The budget request includes the “minimal funding” needed to explore alternatives for nuclear waste disposal. That funding will support the Obama’s administration’s plans to convene a “blue-ribbon” panel of experts to evaluate alternative approaches to meet the “federal responsibility to manage and ultimately dispose of spent nuclear fuel and high-level radioactive waste from both commercial and defense activities.” It adds that the panel will provide “recommendations that will form the basis for working with Congress to revise the statutory framework for managing and disposing of spent nuclear fuel and high-level radioactive waste.”

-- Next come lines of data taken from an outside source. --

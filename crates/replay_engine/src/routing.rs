//! Destination channel derivation

/// First non-empty `[id]` tag in `message`, or `default` when there is none.
///
/// A tag ends at the first `]`; an opening bracket that is followed by another
/// `[` before its closing bracket does not start a tag.
pub fn channel_suffix<'a>(message: &'a str, default: &'a str) -> &'a str {
    let mut rest = message;
    while let Some(open) = rest.find('[') {
        let after = &rest[open + 1..];
        let Some(close) = after.find(']') else {
            break;
        };
        let candidate = &after[..close];
        match candidate.rfind('[') {
            // Nested opener: retry from the innermost one
            Some(inner) => rest = &after[inner..],
            None if candidate.is_empty() => rest = &after[close + 1..],
            None => return candidate,
        }
    }
    default
}

/// `<prefix>/<suffix>`
pub fn destination_channel(prefix: &str, suffix: &str) -> String {
    format!("{prefix}/{suffix}")
}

Elsewhere in the budget, waste-related requests were made for research into nuclear fuel cycle options. Some $192 million would go to research and development and “provide a sound basis for any future decision on the US nuclear fuel cycle.”

The FY 2010 budget also seeks $20 million to close out the Nuclear Power 2010 program, a cost-shared, licensing demonstration program that supported activities with industry that focused on enabling an industry decision by 2010 to build a new nuclear plant.

Finally, the budget asks for $191 million to continue the development of Generation IV reactors, including activities to support solving underlying technology challenges related to fuels, materials, and neutronic and thermofluids modeling of the Sodium-Cooled Fast Reactor, Molten Salt Reactor, Supercritical-Water-Cooled Reactor, Lead-Cooled Fast Reactor, Very High Temperature Reactor, and the Gas-Cooled Fast Reactor.